## TASK INSTRUCTIONS
Reproduce every line of the material, exactly as given.

## PROVIDED INFORMATION
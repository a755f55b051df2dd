use crate::{
    app_lib::{ApiClient, AppError, Method, Transport},
    features::donation::types::{Answer, Eligibility, Question, QuestionList, Submission},
};

pub async fn fetch_questions<T: Transport>(
    api: &ApiClient<T>,
) -> Result<Vec<Question>, AppError> {
    let list: QuestionList = api.get_json("/get-questions").await?;
    Ok(list.questions)
}

pub async fn submit_answers<T: Transport>(
    api: &ApiClient<T>,
    answers: &[Answer],
) -> Result<Eligibility, AppError> {
    if answers.is_empty() {
        return Err(AppError::Config("No answers to submit.".to_string()));
    }
    api.send_json(Method::Post, "/submit-answers", &Submission { answers })
        .await
}

#[cfg(test)]
mod tests {
    use super::{fetch_questions, submit_answers};
    use crate::{
        app_lib::testing::{FakeTransport, client},
        features::donation::types::Questionnaire,
    };

    #[tokio::test]
    async fn questionnaire_flow_against_api() {
        let transport = FakeTransport::new()
            .respond(200, r#"{"questions":[{"_id":"q1","text":"Are you over 18?"}]}"#)
            .respond(200, r#"{"eligible":true}"#);
        let api = client(transport.clone(), Some("t"));

        let mut flow = Questionnaire::new(fetch_questions(&api).await.expect("questions"));
        let answers = flow.answer("Yes").expect("answers");
        let result = submit_answers(&api, &answers).await.expect("result");

        assert!(result.eligible);
        let sent = transport.requests();
        assert_eq!(sent[0].url, "https://api.test/api/get-questions");
        assert_eq!(sent[1].url, "https://api.test/api/submit-answers");
        assert_eq!(
            sent[1].body.as_deref(),
            Some(r#"{"answers":[{"questionId":"q1","answer":"yes"}]}"#)
        );
    }

    #[tokio::test]
    async fn nothing_is_submitted_without_answers() {
        let transport = FakeTransport::new();
        let api = client(transport.clone(), None);

        assert!(submit_answers(&api, &[]).await.is_err());
        assert_eq!(transport.calls(), 0);
    }
}
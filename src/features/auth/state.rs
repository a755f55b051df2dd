//! Auth context for the browser build. One `Session` (cookie-backed) and one
//! API client are created at the root and shared through Leptos context, so
//! every page reads the same token. `signed_in` only drives navbar rendering;
//! role decisions always go through the gate.

use crate::app_lib::{ApiClient, HttpClient, Session, api::BrowserTransport, config::AppConfig};
use crate::features::auth::{client, gate::Resolution, types::CurrentUser};
use leptos::{prelude::*, task::spawn_local};

#[derive(Clone)]
pub struct AuthContext {
    pub api: HttpClient,
    pub signed_in: RwSignal<bool>,
}

impl AuthContext {
    fn new(api: HttpClient) -> Self {
        let signed_in = RwSignal::new(api.session().has_token());
        Self { api, signed_in }
    }

    pub fn session(&self) -> &Session {
        self.api.session()
    }

    /// Re-reads the token after login, registration or logout.
    pub fn refresh(&self) {
        self.signed_in.set(self.session().has_token());
    }
}

fn browser_client() -> HttpClient {
    let config = AppConfig::load();
    log::debug!("api base url: {}", config.api_base_url);
    ApiClient::new(&config, Session::browser(), BrowserTransport)
}

/// Provides the auth context to the whole app.
#[component]
pub fn AuthProvider(children: Children) -> impl IntoView {
    provide_context(AuthContext::new(browser_client()));

    view! { {children()} }
}

/// Returns the auth context, or a detached one outside the provider.
pub fn use_auth() -> AuthContext {
    use_context::<AuthContext>().unwrap_or_else(|| AuthContext::new(browser_client()))
}

/// Shorthand for the shared API client.
pub fn use_api() -> HttpClient {
    use_auth().api
}

/// Logs out through the API, then runs `on_done` (usually a redirect to the
/// login page). The local token is gone even if the API call failed.
pub fn sign_out(auth: AuthContext, on_done: impl FnOnce() + 'static) {
    spawn_local(async move {
        if let Err(err) = client::logout(&auth.api).await {
            log::warn!("logout request failed: {err}");
        }
        auth.refresh();
        on_done();
    });
}

/// User resolved by the nearest role gate, shared with everything below it.
#[derive(Clone)]
pub struct CurrentUserContext(pub CurrentUser);

pub fn use_current_user() -> Option<CurrentUser> {
    use_context::<CurrentUserContext>().map(|context| context.0)
}

/// Current-user lookup made by a layout, shared so gates below it do not
/// repeat `GET /user`. `None` while the lookup runs.
#[derive(Clone, Copy)]
pub struct SessionLookup(pub Signal<Option<Resolution>>);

## EXERCISE OUTPUT
repository a755f55b051df2dd
use crate::{
    app_lib::{ApiClient, AppError, Method, Transport},
    features::donation::types::{Answer, Eligibility, Question, QuestionList, Submission},
};

pub async fn fetch_questions<T: Transport>(
    api: &ApiClient<T>,
) -> Result<Vec<Question>, AppError> {
    let list: QuestionList = api.get_json("/get-questions").await?;
    Ok(list.questions)
}

pub async fn submit_answers<T: Transport>(
    api: &ApiClient<T>,
    answers: &[Answer],
) -> Result<Eligibility, AppError> {
    if answers.is_empty() {
        return Err(AppError::Config("No answers to submit.".to_string()));
    }
    api.send_json(Method::Post, "/submit-answers", &Submission { answers })
        .await
}

#[cfg(test)]
mod tests {
    use super::{fetch_questions, submit_answers};
    use crate::{
        app_lib::testing::{FakeTransport, client},
        features::donation::types::Questionnaire,
    };

    #[tokio::test]
    async fn questionnaire_flow_against_api() {
        let transport = FakeTransport::new()
            .respond(200, r#"{"questions":[{"_id":"q1","text":"Are you over 18?"}]}"#)
            .respond(200, r#"{"eligible":true}"#);
        let api = client(transport.clone(), Some("t"));

        let mut flow = Questionnaire::new(fetch_questions(&api).await.expect("questions"));
        let answers = flow.answer("Yes").expect("answers");
        let result = submit_answers(&api, &answers).await.expect("result");

        assert!(result.eligible);
        let sent = transport.requests();
        assert_eq!(sent[0].url, "https://api.test/api/get-questions");
        assert_eq!(sent[1].url, "https://api.test/api/submit-answers");
        assert_eq!(
            sent[1].body.as_deref(),
            Some(r#"{"answers":[{"questionId":"q1","answer":"yes"}]}"#)
        );
    }

    #[tokio::test]
    async fn nothing_is_submitted_without_answers() {
        let transport = FakeTransport::new();
        let api = client(transport.clone(), None);

        assert!(submit_answers(&api, &[]).await.is_err());
        assert_eq!(transport.calls(), 0);
    }
}
filename src/features/auth/state.rs
repository a755f55b051df2dd
//! Auth context for the browser build. One `Session` (cookie-backed) and one
//! API client are created at the root and shared through Leptos context, so
//! every page reads the same token. `signed_in` only drives navbar rendering;
//! role decisions always go through the gate.

use crate::app_lib::{ApiClient, HttpClient, Session, api::BrowserTransport, config::AppConfig};
use crate::features::auth::{client, gate::Resolution, types::CurrentUser};
use leptos::{prelude::*, task::spawn_local};

#[derive(Clone)]
pub struct AuthContext {
    pub api: HttpClient,
    pub signed_in: RwSignal<bool>,
}

impl AuthContext {
    fn new(api: HttpClient) -> Self {
        let signed_in = RwSignal::new(api.session().has_token());
        Self { api, signed_in }
    }

    pub fn session(&self) -> &Session {
        self.api.session()
    }

    /// Re-reads the token after login, registration or logout.
    pub fn refresh(&self) {
        self.signed_in.set(self.session().has_token());
    }
}

fn browser_client() -> HttpClient {
    let config = AppConfig::load();
    log::debug!("api base url: {}", config.api_base_url);
    ApiClient::new(&config, Session::browser(), BrowserTransport)
}

/// Provides the auth context to the whole app.
#[component]
pub fn AuthProvider(children: Children) -> impl IntoView {
    provide_context(AuthContext::new(browser_client()));

    view! { {children()} }
}

/// Returns the auth context, or a detached one outside the provider.
pub fn use_auth() -> AuthContext {
    use_context::<AuthContext>().unwrap_or_else(|| AuthContext::new(browser_client()))
}

/// Shorthand for the shared API client.
pub fn use_api() -> HttpClient {
    use_auth().api
}

/// Logs out through the API, then runs `on_done` (usually a redirect to the
/// login page). The local token is gone even if the API call failed.
pub fn sign_out(auth: AuthContext, on_done: impl FnOnce() + 'static) {
    spawn_local(async move {
        if let Err(err) = client::logout(&auth.api).await {
            log::warn!("logout request failed: {err}");
        }
        auth.refresh();
        on_done();
    });
}

/// User resolved by the nearest role gate, shared with everything below it.
#[derive(Clone)]
pub struct CurrentUserContext(pub CurrentUser);

pub fn use_current_user() -> Option<CurrentUser> {
    use_context::<CurrentUserContext>().map(|context| context.0)
}

/// Current-user lookup made by a layout, shared so gates below it do not
/// repeat `GET /user`. `None` while the lookup runs.
#[derive(Clone, Copy)]
pub struct SessionLookup(pub Signal<Option<Resolution>>);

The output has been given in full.